This paper addresses contemporary neoliberal mobilisations of community undertaken by private corporations. It does so by examining the ways in which the mining industry, empowered through the legitimising framework of corporate social responsibility, is increasingly and profoundly involved in shaping the meaning, practice, and experience of ‘local community’. We draw on a substantial Australian case study, consisting of interviews and document analysis, as a means to examine ‘community-engagement’ practices undertaken by BHP Billiton's Ravensthorpe Nickel Operation in the Shire of Ravensthorpe in rural Australia. This engagement, we argue, as a process of deepening neoliberalisation simultaneously defines and transforms local community according to the logic of global capital.

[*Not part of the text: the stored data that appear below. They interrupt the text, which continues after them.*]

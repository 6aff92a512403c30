//! Scheduler de proceso
//!
//! Dueño del reloj: loops de intervalo que disparan las entradas del
//! sweeper. El motor no sabe nada de scheduling, solo recibe "hoy".

use std::sync::Arc;
use std::time::Duration;

use chrono::Utc;
use tokio::task::JoinHandle;
use tracing::{error, info};

use crate::config::environment::EnvironmentConfig;
use crate::services::sweeper::OverdueSweeper;

/// Lanza los dos loops periódicos: promoción (horaria por default) y purga
/// (diaria por default). Devuelve los handles para quien quiera esperarlos.
pub fn spawn(sweeper: Arc<OverdueSweeper>, config: &EnvironmentConfig) -> Vec<JoinHandle<()>> {
    let mut handles = Vec::with_capacity(2);

    let sweep_interval = Duration::from_secs(config.sweep_interval_secs);
    let promote_sweeper = Arc::clone(&sweeper);
    handles.push(tokio::spawn(async move {
        let mut ticker = tokio::time::interval(sweep_interval);
        ticker.set_missed_tick_behavior(tokio::time::MissedTickBehavior::Delay);
        loop {
            ticker.tick().await;
            let today = Utc::now().date_naive();
            match promote_sweeper.run_overdue_sweep(today).await {
                Ok(report) => {
                    if report.promoted > 0 || report.failed > 0 {
                        info!(
                            promoted = report.promoted,
                            failed = report.failed,
                            "sweep programado ejecutado"
                        );
                    }
                }
                // store inalcanzable: se reporta y la próxima corrida se
                // recupera sola, sin intervención manual
                Err(e) => error!("overdue sweep falló por completo: {}", e),
            }
        }
    }));

    let purge_interval = Duration::from_secs(config.purge_interval_secs);
    let retention_days = config.retention_days;
    handles.push(tokio::spawn(async move {
        let mut ticker = tokio::time::interval(purge_interval);
        ticker.set_missed_tick_behavior(tokio::time::MissedTickBehavior::Delay);
        loop {
            ticker.tick().await;
            match sweeper.run_retention_purge(retention_days).await {
                Ok(report) => {
                    if report.purged > 0 {
                        info!(purged = report.purged, "purga programada ejecutada");
                    }
                }
                Err(e) => error!("retention purge falló: {}", e),
            }
        }
    }));

    handles
}
//! Chequeo de solapamiento de intervalos
//!
//! Fórmula única reutilizada por todas las consultas de conflicto.
//! Ambos extremos son inclusivos (granularidad de día calendario): un
//! alquiler que termina el día N y otro que empieza el día N se solapan.

use chrono::NaiveDate;

/// Dos rangos [start_a, end_a] y [start_b, end_b] se solapan si y solo si
/// NOT (end_a < start_b OR start_a > end_b).
pub fn overlaps(start_a: NaiveDate, end_a: NaiveDate, start_b: NaiveDate, end_b: NaiveDate) -> bool {
    !(end_a < start_b || start_a > end_b)
}

#[cfg(test)]
mod tests {
    use super::*;

    fn d(s: &str) -> NaiveDate {
        s.parse().unwrap()
    }

    #[test]
    fn disjoint_ranges_do_not_overlap() {
        assert!(!overlaps(d("2025-03-01"), d("2025-03-10"), d("2025-03-11"), d("2025-03-15")));
        assert!(!overlaps(d("2025-03-11"), d("2025-03-15"), d("2025-03-01"), d("2025-03-10")));
    }

    #[test]
    fn touching_boundary_counts_as_overlap() {
        // end A == start B: el día N está ocupado por ambos
        assert!(overlaps(d("2025-03-01"), d("2025-03-10"), d("2025-03-10"), d("2025-03-15")));
        assert!(overlaps(d("2025-03-10"), d("2025-03-15"), d("2025-03-01"), d("2025-03-10")));
    }

    #[test]
    fn containment_and_partial_overlap() {
        // B contenido en A
        assert!(overlaps(d("2025-03-01"), d("2025-03-31"), d("2025-03-10"), d("2025-03-12")));
        // solapamiento parcial
        assert!(overlaps(d("2025-03-01"), d("2025-03-10"), d("2025-03-05"), d("2025-03-20")));
        // rangos idénticos
        assert!(overlaps(d("2025-03-01"), d("2025-03-10"), d("2025-03-01"), d("2025-03-10")));
    }

    #[test]
    fn single_day_ranges() {
        assert!(overlaps(d("2025-03-05"), d("2025-03-05"), d("2025-03-05"), d("2025-03-05")));
        assert!(!overlaps(d("2025-03-05"), d("2025-03-05"), d("2025-03-06"), d("2025-03-06")));
    }

    #[test]
    fn overlap_is_symmetric() {
        let cases = [
            (d("2025-01-01"), d("2025-01-10"), d("2025-01-10"), d("2025-01-20")),
            (d("2025-01-01"), d("2025-01-10"), d("2025-02-01"), d("2025-02-10")),
            (d("2025-01-05"), d("2025-01-08"), d("2025-01-01"), d("2025-01-31")),
        ];
        for (sa, ea, sb, eb) in cases {
            assert_eq!(overlaps(sa, ea, sb, eb), overlaps(sb, eb, sa, ea));
        }
    }
}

As such, this study has implications for critical understandings of the intersections among corporate social responsibility, neoliberalisation, community, and capital.

Suggested Citation

  • Robyn Mayes & Paula McDonald & Barbara Pini, 2014. "‘Our’ Community: Corporate Social Responsibility, Neoliberalisation, and Mining Industry Community Engagement in Rural Australia," Environment and Planning A, , vol. 46(2), pages 398-413, February.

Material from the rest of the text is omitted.